Food and environmental testing can also be challenging. Investigators need to collect enough epidemiologic information to know which foods or environments to test. Even if they have enough information to test specific foods, it may be difficult to find foods to test if the product has a short shelf life. Sometimes leftover foods in open containers can include a mix of ingredients, which also makes test results challenging to interpret. Finally, only a small fraction of any given food can be tested during an outbreak, so a negative test does not prove that a food was not contaminated.

Step 6: Stop the outbreak

Investigators must act quickly in multistate outbreaks to prevent more illnesses. If contaminated food isn't removed from store shelves, restaurant kitchens, or homes, more people may get sick. When investigators confirm the source of an outbreak, it usually means they have collected enough information to take actions to stop the outbreak. Sometimes actions can be taken even if a food is only suspected as the cause. Public health officials choose control measures based on the information available to them.

Outbreak control measures

  • Recalling the food
  • Warning people not to eat or sell the food
  • Telling people how to make the food safe to eat (such as cooking to a certain temperature)
  • Temporarily closing restaurants or processing plants
  • Improving practices to prevent contamination during food production or harvesting

Public health officials can sometimes take actions to stop the outbreak based solely on strong epidemiological evidence of the source. They don't have to wait on a laboratory to identify the outbreak strain in the food. As officials learn more during the investigation, they may change, focus, or expand control measures and advice to the public and businesses.

Challenges of stopping the outbreak

It can be difficult to take actions to prevent illness in a multistate outbreak.

Public health officials try their best to inform the public about the outbreak and the contaminated or recalled food. However, the advice may not reach everyone, and some people may unknowingly eat the contaminated food.

Even when people are aware of the outbreak, it can sometimes be difficult for them to identify the contaminated food. For example, some recalls involve hundreds of products, while some recalls include products of a specific lot code and expiry date. In addition, some recalls of food items, like onions or chicken, can lead to many downstream recalls of products made with those ingredients, such as pizza or deli salads.

Step 7: Decide the outbreak is over

An outbreak is considered over when new illnesses stop being identified or the contaminated food is no longer on the market or in people's homes.

New illnesses stop

The epidemic curve helps investigators see when illnesses are declining. Even when illnesses from the outbreak appear to have stopped, public health officials continue to monitor for new illnesses for a few weeks. This allows investigators to be sure the control measures were effective and gives time for any additional illnesses to be reported.

If the number of illnesses rises again, the investigation continues or restarts. It could mean that the source was not completely eliminated from the market or people's homes, or a second contamination event has occurred.

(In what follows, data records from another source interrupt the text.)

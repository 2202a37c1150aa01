use alloc::string::String;
use alloc::sync::Arc;
use alloc::vec::Vec;

use crate::{KeyPath, Operation, OperationSpec, Template};

#[derive(Clone, Debug, PartialEq, Eq)]
pub enum LocaleEntry {
    Template(Template),
    Group(Arc<LocaleData>),
}

/// Validated per-language data mirroring the shape of an [`OperationSpec`].
#[derive(Clone, Debug, Default, PartialEq, Eq)]
pub struct LocaleData {
    entries: Vec<(String, LocaleEntry)>,
}

impl LocaleData {
    pub fn get(&self, name: &str) -> Option<&LocaleEntry> {
        self.entries
            .iter()
            .find(|(key, _)| key == name)
            .map(|(_, entry)| entry)
    }

    pub fn template(&self, name: &str) -> Option<&Template> {
        match self.get(name)? {
            LocaleEntry::Template(template) => Some(template),
            LocaleEntry::Group(_) => None,
        }
    }

    pub fn group(&self, name: &str) -> Option<&Arc<LocaleData>> {
        match self.get(name)? {
            LocaleEntry::Group(group) => Some(group),
            LocaleEntry::Template(_) => None,
        }
    }

    pub fn lookup(&self, path: &KeyPath) -> Option<&LocaleEntry> {
        let mut segments = path.segments();
        let mut current = self.get(segments.next()?)?;
        for segment in segments {
            match current {
                LocaleEntry::Group(group) => current = group.get(segment)?,
                LocaleEntry::Template(_) => return None,
            }
        }
        Some(current)
    }

    pub fn entries(&self) -> impl Iterator<Item = (&str, &LocaleEntry)> {
        self.entries.iter().map(|(name, entry)| (name.as_str(), entry))
    }

    pub fn len(&self) -> usize {
        self.entries.len()
    }

    pub fn is_empty(&self) -> bool {
        self.entries.is_empty()
    }

    /// True when every spec key is present with the right shape, every
    /// placeholder is declared by its leaf, and no extra keys exist.
    pub fn conforms_to(&self, spec: &OperationSpec) -> bool {
        if self.entries.len() != spec.len() {
            return false;
        }
        spec.entries().all(|(name, operation)| match (operation, self.get(name)) {
            (Operation::Leaf(leaf), Some(LocaleEntry::Template(template))) => {
                template.placeholders().all(|token| leaf.declares(token))
            }
            (Operation::Group(child), Some(LocaleEntry::Group(data))) => data.conforms_to(child),
            _ => false,
        })
    }
}

impl FromIterator<(String, LocaleEntry)> for LocaleData {
    fn from_iter<T: IntoIterator<Item = (String, LocaleEntry)>>(iter: T) -> Self {
        Self {
            entries: iter.into_iter().collect(),
        }
    }
}
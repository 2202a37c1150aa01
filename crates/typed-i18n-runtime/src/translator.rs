use std::sync::Arc;

use tracing::error;
use typed_i18n_core::{
    Args, KeyPath, LeafSpec, LocaleData, Operation, OperationSpec, TemplateEngine, Value,
};

use crate::error::CallError;
use crate::provider::PreparedLanguage;

/// Read-only view of one prepared language, positioned at a group of the
/// operation spec. Cloning is cheap; the locale data is shared.
#[derive(Debug, Clone)]
pub struct Translator {
    language: Arc<PreparedLanguage>,
    spec: Arc<OperationSpec>,
    data: Arc<LocaleData>,
    path: KeyPath,
    engine: TemplateEngine,
}

impl Translator {
    pub(crate) fn new(
        language: Arc<PreparedLanguage>,
        spec: Arc<OperationSpec>,
        engine: TemplateEngine,
    ) -> Self {
        let data = Arc::clone(language.data());
        Self {
            language,
            spec,
            data,
            path: KeyPath::root(),
            engine,
        }
    }

    pub fn locale(&self) -> &str {
        self.language.locale()
    }

    /// Location of this view inside the operation tree; the root for a fresh translator.
    pub fn path(&self) -> &KeyPath {
        &self.path
    }

    pub fn operations(&self) -> impl Iterator<Item = (&str, &Operation)> {
        self.spec.entries()
    }

    pub fn group(&self, name: &str) -> Result<Translator, CallError> {
        let path = self.path.child(name);
        let spec = match self.spec.get(name) {
            Some(Operation::Group(spec)) => spec,
            Some(Operation::Leaf(_)) => return Err(CallError::NotAGroup(path)),
            None => return Err(CallError::UnknownOperation(path)),
        };
        let Some(data) = self.data.group(name) else {
            self.invariant_violated(&path, "validated group has no data")
        };
        Ok(Translator {
            language: Arc::clone(&self.language),
            spec: Arc::clone(spec),
            data: Arc::clone(data),
            path,
            engine: self.engine,
        })
    }

    /// Renders the operation `name` with positional arguments in the order
    /// its parameters were declared.
    pub fn call(&self, name: &str, args: &[Value]) -> Result<String, CallError> {
        let path = self.path.child(name);
        let leaf = match self.spec.get(name) {
            Some(Operation::Leaf(leaf)) => leaf,
            Some(Operation::Group(_)) => return Err(CallError::NotAnOperation(path)),
            None => return Err(CallError::UnknownOperation(path)),
        };
        let args = bind_args(&path, leaf, args)?;
        let Some(template) = self.data.template(name) else {
            self.invariant_violated(&path, "validated operation has no template")
        };
        match self.engine.render(template, &args) {
            Ok(output) => Ok(output),
            Err(err) => self.invariant_violated(&path, &err.to_string()),
        }
    }

    /// Like [`Translator::call`] but addressed by a dotted path relative to
    /// this view, e.g. `menu.file.open`.
    pub fn call_at(&self, path: &str, args: &[Value]) -> Result<String, CallError> {
        let segments: Vec<&str> = path.split('.').collect();
        let Some((name, groups)) = segments.split_last() else {
            return Err(CallError::UnknownOperation(self.path.clone()));
        };
        let mut view = self.clone();
        for group in groups {
            view = view.group(group)?;
        }
        view.call(name, args)
    }

    fn invariant_violated(&self, path: &KeyPath, detail: &str) -> ! {
        error!(locale = self.locale(), %path, detail, "render reached data the validator should have rejected");
        panic!(
            "locale {}: {path}: {detail}; validation let inconsistent data through",
            self.locale()
        );
    }
}

fn bind_args(path: &KeyPath, leaf: &LeafSpec, values: &[Value]) -> Result<Args, CallError> {
    let params = leaf.params();
    if params.len() != values.len() {
        return Err(CallError::ArgumentCount {
            path: path.clone(),
            expected: params.len(),
            found: values.len(),
        });
    }
    let mut args = Args::with_capacity(params.len());
    for (param, value) in params.iter().zip(values) {
        if !param.ty.matches(value) {
            return Err(CallError::ArgumentType {
                path: path.clone(),
                param: param.name.clone(),
                expected: param.ty,
                found: value.param_type(),
            });
        }
        args.insert(param.name.clone(), value.clone());
    }
    Ok(args)
}
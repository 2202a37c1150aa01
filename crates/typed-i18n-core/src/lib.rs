#![no_std]
#![forbid(unsafe_code)]

extern crate alloc;
#[cfg(feature = "std")]
extern crate std;

mod args;
mod engine;
mod error;
mod locale_data;
mod spec;
mod template;
mod types;

pub use args::{Args, ParamType, Value};
pub use engine::{TemplateEngine, format_value};
pub use error::{CoreError, CoreResult};
pub use locale_data::{LocaleData, LocaleEntry};
pub use spec::{LeafSpec, Operation, OperationSpec, OperationSpecBuilder, Param};
pub use template::{Segment, Template};
pub use types::KeyPath;
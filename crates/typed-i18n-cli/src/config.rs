use std::fs;
use std::path::{Path, PathBuf};

use serde::Deserialize;
use typed_i18n_runtime::SourceFormat;

use crate::error::CliError;

#[derive(Debug, Clone, Deserialize)]
pub struct CliConfig {
    pub default_locale: String,
    pub locales_dir: String,
    #[serde(default)]
    pub format: SourceFormat,
    pub spec_path: String,
}

impl Default for CliConfig {
    fn default() -> Self {
        Self {
            default_locale: "en".to_string(),
            locales_dir: "locales".to_string(),
            format: SourceFormat::Json,
            spec_path: "i18n-spec.json".to_string(),
        }
    }
}

pub fn load_config(path: &Path) -> Result<CliConfig, CliError> {
    let contents = fs::read_to_string(path)?;
    let config = toml::from_str(&contents)?;
    Ok(config)
}

pub fn load_config_or_default(path: &Path) -> Result<CliConfig, CliError> {
    if path.exists() {
        load_config(path)
    } else {
        Ok(CliConfig::default())
    }
}

/// Resolves `value` against the directory holding the config file.
pub fn resolve_path(config_path: &Path, value: &str) -> PathBuf {
    let path = PathBuf::from(value);
    if path.is_absolute() {
        return path;
    }
    config_path
        .parent()
        .unwrap_or_else(|| Path::new("."))
        .join(path)
}
use std::collections::BTreeMap;
use std::future::Future;
use std::io::ErrorKind;
use std::path::{Path, PathBuf};

use tracing::debug;

use crate::error::SourceError;
use crate::parser::SourceFormat;

/// Supplies the raw bytes for one locale.
pub trait ByteSource: Send + Sync {
    fn fetch(&self, locale: &str) -> impl Future<Output = Result<Vec<u8>, SourceError>> + Send;
}

/// Reads `<root>/<locale>.<extension>`.
#[derive(Debug, Clone)]
pub struct FileSource {
    root: PathBuf,
    extension: String,
}

impl FileSource {
    pub fn new(root: impl Into<PathBuf>, extension: impl Into<String>) -> Self {
        Self {
            root: root.into(),
            extension: extension.into(),
        }
    }

    pub fn for_format(root: impl Into<PathBuf>, format: SourceFormat) -> Self {
        Self::new(root, format.extension())
    }

    pub fn root(&self) -> &Path {
        &self.root
    }

    pub fn path_for(&self, locale: &str) -> Result<PathBuf, SourceError> {
        check_locale(locale)?;
        Ok(self.root.join(format!("{locale}.{}", self.extension)))
    }

    /// Locale codes of every file in the root carrying this source's extension.
    pub async fn discover(&self) -> Result<Vec<String>, SourceError> {
        let mut entries = tokio::fs::read_dir(&self.root).await?;
        let mut locales = Vec::new();
        while let Some(entry) = entries.next_entry().await? {
            let path = entry.path();
            if path.extension().and_then(|ext| ext.to_str()) != Some(self.extension.as_str()) {
                continue;
            }
            if let Some(stem) = path.file_stem().and_then(|stem| stem.to_str()) {
                locales.push(stem.to_string());
            }
        }
        locales.sort();
        Ok(locales)
    }
}

impl ByteSource for FileSource {
    async fn fetch(&self, locale: &str) -> Result<Vec<u8>, SourceError> {
        let path = self.path_for(locale)?;
        debug!(locale, path = %path.display(), "reading locale file");
        match tokio::fs::read(&path).await {
            Ok(bytes) => Ok(bytes),
            Err(err) if err.kind() == ErrorKind::NotFound => {
                Err(SourceError::NotFound(locale.to_string()))
            }
            Err(err) => Err(err.into()),
        }
    }
}

/// Locale bytes held in memory, e.g. assets compiled into the binary.
#[derive(Debug, Clone, Default)]
pub struct MemorySource {
    locales: BTreeMap<String, Vec<u8>>,
}

impl MemorySource {
    pub fn new() -> Self {
        Self::default()
    }

    pub fn with(mut self, locale: impl Into<String>, bytes: impl Into<Vec<u8>>) -> Self {
        self.insert(locale, bytes);
        self
    }

    pub fn insert(&mut self, locale: impl Into<String>, bytes: impl Into<Vec<u8>>) {
        self.locales.insert(locale.into(), bytes.into());
    }

    pub fn locales(&self) -> impl Iterator<Item = &str> {
        self.locales.keys().map(String::as_str)
    }
}

impl ByteSource for MemorySource {
    async fn fetch(&self, locale: &str) -> Result<Vec<u8>, SourceError> {
        self.locales
            .get(locale)
            .cloned()
            .ok_or_else(|| SourceError::NotFound(locale.to_string()))
    }
}

fn check_locale(locale: &str) -> Result<(), SourceError> {
    let valid = !locale.is_empty()
        && locale
            .chars()
            .all(|c| c.is_ascii_alphanumeric() || c == '-' || c == '_');
    if valid {
        Ok(())
    } else {
        Err(SourceError::InvalidLocale(locale.to_string()))
    }
}
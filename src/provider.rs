//! Provider capability shared by the external emotion analysis APIs.

use crate::emotion::{AnalysisSource, EmotionReading};
use async_trait::async_trait;
use std::fmt;

/// Why a provider produced no reading. Never surfaced to callers.
#[derive(Debug, Clone, PartialEq)]
pub enum Unavailable {
    /// Credentials missing; no request was sent
    NotConfigured,
    /// Timeout, connection error or non-200 status
    Request(String),
    /// Reply could not be turned into a reading
    Malformed(String),
}

impl fmt::Display for Unavailable {
    fn fmt(&self, f: &mut fmt::Formatter<'_>) -> fmt::Result {
        match self {
            Unavailable::NotConfigured => write!(f, "not configured"),
            Unavailable::Request(msg) => write!(f, "request failed: {}", msg),
            Unavailable::Malformed(msg) => write!(f, "malformed response: {}", msg),
        }
    }
}

#[derive(Debug, Clone, PartialEq)]
pub enum ProviderOutcome {
    Analyzed(EmotionReading),
    Unavailable(Unavailable),
}

/// One external emotion analysis API.
///
/// Implementations make a single attempt per call and report failure as
/// [`ProviderOutcome::Unavailable`] instead of an error.
#[async_trait]
pub trait EmotionProvider: Send + Sync {
    /// `request_id` correlates the provider's log lines with the caller's
    async fn analyze(&self, request_id: &str, text: &str) -> ProviderOutcome;

    /// Source stamped on records this provider produced
    fn source(&self) -> AnalysisSource;

    fn name(&self) -> &str;

    /// Whether credentials are present. Unconfigured providers are skipped.
    fn is_configured(&self) -> bool;
}
//! Structured logging module for CBT Diary
//!
//! Writes to stderr and to a daily file under the configured log directory
//! (`cbt-diary.YYYY-MM-DD.log`, last 7 days kept) with categories:
//! - ANALYSIS: Orchestrator decisions and persisted results
//! - PROVIDER: External API calls
//! - STORAGE: Database lifecycle
//! - STATS: Trend and improvement queries
//! - ERROR: Failures (provider outages, storage errors)

use once_cell::sync::OnceCell;
use std::fs;
use std::path::Path;
use tracing_appender::non_blocking::WorkerGuard;
use tracing_appender::rolling::{RollingFileAppender, Rotation};
use tracing_subscriber::layer::SubscriberExt;
use tracing_subscriber::util::SubscriberInitExt;
use tracing_subscriber::{fmt, EnvFilter};

/// Daily files retained in the log directory
const KEEP_LOG_FILES: usize = 7;

/// Log categories for structured logging
#[derive(Debug, Clone, Copy)]
pub enum LogCategory {
    Analysis, // Orchestrator fallback decisions, records written
    Provider, // Outbound API calls
    Storage,  // Database open/schema
    Stats,    // Trend/improvement aggregation
    Error,    // Errors
}

impl LogCategory {
    fn as_str(&self) -> &'static str {
        match self {
            LogCategory::Analysis => "ANALYSIS",
            LogCategory::Provider => "PROVIDER",
            LogCategory::Storage => "STORAGE",
            LogCategory::Stats => "STATS",
            LogCategory::Error => "ERROR",
        }
    }
}

/// Keeps the background file writer alive for the life of the process
static FILE_GUARD: OnceCell<WorkerGuard> = OnceCell::new();

/// Initialize the logging system - creates log directory if needed.
///
/// Safe to call more than once; only the first call installs the subscriber.
pub fn init_logging(log_dir: &Path) -> Result<(), Box<dyn std::error::Error>> {
    if FILE_GUARD.get().is_some() {
        return Ok(());
    }

    if !log_dir.exists() {
        fs::create_dir_all(log_dir)?;
    }

    let appender = RollingFileAppender::builder()
        .rotation(Rotation::DAILY)
        .filename_prefix("cbt-diary")
        .filename_suffix("log")
        .max_log_files(KEEP_LOG_FILES)
        .build(log_dir)?;
    let (file_writer, guard) = tracing_appender::non_blocking(appender);

    let filter = EnvFilter::try_from_default_env().unwrap_or_else(|_| EnvFilter::new("info"));

    tracing_subscriber::registry()
        .with(filter)
        .with(fmt::layer().with_writer(std::io::stderr))
        .with(fmt::layer().with_ansi(false).with_writer(file_writer))
        .try_init()?;

    let _ = FILE_GUARD.set(guard);

    log(LogCategory::Storage, None, &format!(
        "CBT Diary logging initialized in {}", log_dir.display()
    ));

    Ok(())
}

/// Log a message with category and optional request context
pub fn log(category: LogCategory, request_id: Option<&str>, message: &str) {
    // Shortened like the id column in the UI
    let request: String = request_id
        .map(|id| id.chars().take(8).collect())
        .unwrap_or_else(|| "-".to_string());

    match category {
        LogCategory::Error => {
            tracing::error!(category = category.as_str(), request = %request, "{}", message)
        }
        _ => tracing::info!(category = category.as_str(), request = %request, "{}", message),
    }
}

/// Log an orchestrator event (cache hit, provider chosen, record saved)
pub fn log_analysis(request_id: Option<&str>, message: &str) {
    log(LogCategory::Analysis, request_id, message);
}

/// Log an outbound provider call
pub fn log_provider(request_id: Option<&str>, message: &str) {
    log(LogCategory::Provider, request_id, message);
}

pub fn log_storage(message: &str) {
    log(LogCategory::Storage, None, message);
}

pub fn log_stats(message: &str) {
    log(LogCategory::Stats, None, message);
}

/// Log an error
pub fn log_error(request_id: Option<&str>, message: &str) {
    log(LogCategory::Error, request_id, message);
}

#[cfg(test)]
mod tests {
    use super::*;

    #[test]
    fn test_logging_without_init_is_silent() {
        log_analysis(Some("0123456789abcdef"), "no subscriber installed");
        log_error(None, "still fine");
    }

    #[test]
    fn test_init_creates_dir_and_is_idempotent() {
        let tmp = tempfile::tempdir().unwrap();
        let dir = tmp.path().join("nested/logs");

        init_logging(&dir).unwrap();
        assert!(dir.is_dir());

        // second call is a no-op rather than a double-install error
        init_logging(&dir).unwrap();
        log_stats("trend computed");
    }
}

Contaminated food is no longer available

Public health officials also work to decide whether contaminated food is still available for sale or in people's homes. This involves assessing the shelf life of the product, how quickly it is used, and whether it can be frozen. Investigators also try to determine whether the source of contamination has the potential to affect many food products or foods produced over a long period of time.

Challenges of deciding the outbreak is over

It takes time for an illness to be confirmed as a part of a multistate outbreak, so investigators are often evaluating information that reflects people who ate the contaminated food weeks ago. This reporting lag can make it difficult to know when illnesses have truly stopped. In addition, some strains of bacteria continually cause illnesses at low levels, so illnesses might never completely stop being reported. Finally, it can be difficult to confirm whether a contaminated product is still on the market.